3. Robust Retry Configuration
PipelineConfig::builder()
.max_retries(10) // More retries
.retry_delay_ms(1000) // 1 second initial delay
.max_retry_delay_ms(60000) // 1 minute max delay
.build()?
4. Production Logging
use tracing_subscriber::{fmt, EnvFilter};
fn init_logging() {
let filter = EnvFilter::try_from_default_env()
.unwrap_or_else(|_| EnvFilter::new("info"));
fmt()
.with_env_filter(filter)
.with_target(true)
.with_thread_ids(true)
.with_line_number(true)
.json() // JSON logging for structured logs
.init();
}
Deployment Architectures
Single-Instance Deployment
┌─────────────────────────────────┐
│ Docker Container/EC2 │
│ │
│ ┌──────────────────────────┐ │
│ │ Rigatoni Pipeline │ │
│ │ │ │
│ │ MongoDB ──▶ S3 │ │
│ │ │ │
│ │ Collections: │ │
│ │ - users │ │
│ │ - orders │ │
│ │ - products │ │
│ └──────────────────────────┘ │
└─────────────────────────────────┘
Pros:
- Simple to deploy and manage
- Lower operational overhead
Cons:
- Single point of failure
- Limited horizontal scaling
Best for:
- Low to medium volume (< 10,000 events/sec)
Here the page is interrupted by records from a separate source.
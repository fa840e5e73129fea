//! In-memory document model for the highlight marker reveal.
//!
//! A [`Document`] is a mutable element tree stored in an `ego_tree` arena.
//! Elements are addressed by [`ElementId`], which never keeps anything alive:
//! removing an element detaches it, and [`Document::is_connected`] tells callers
//! whether an id still refers to something on the page.

pub mod css;
pub mod document;
pub mod html;

pub use document::{Document, DocumentError, Element, ElementId, Node, Rect};
pub use html::{document_from_file, document_from_html};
- Development and staging environments
Multi-Instance Deployment
┌──────────────┐ ┌──────────────┐ ┌──────────────┐
│ Instance 1 │ │ Instance 2 │ │ Instance 3 │
│ │ │ │ │ │
│ Collections:│ │ Collections:│ │ Collections:│
│ - users │ │ - orders │ │ - products │
│ - comments │ │ - payments │ │ - inventory │
└──────────────┘ └──────────────┘ └──────────────┘
│ │ │
└───────────────────┴───────────────────┘
│
┌─────▼─────┐
│ S3 │
└───────────┘
⚠️ CRITICAL LIMITATION: Same-Collection Constraint
Multiple pipeline instances MUST NOT watch the same collection simultaneously. This will cause:
- ❌ Duplicate event processing - All instances receive all events
- ❌ Resume token race conditions - Last write wins, leading to data loss on restart
- ❌ No distributed locking - Redis store uses simple SET (no SETNX or Redlock)
Supported Configuration:
// Instance 1
.collections(vec!["users".to_string(), "comments".to_string()])
// Instance 2
.collections(vec!["orders".to_string(), "payments".to_string()])
// Instance 3
.collections(vec!["products".to_string(), "inventory".to_string()])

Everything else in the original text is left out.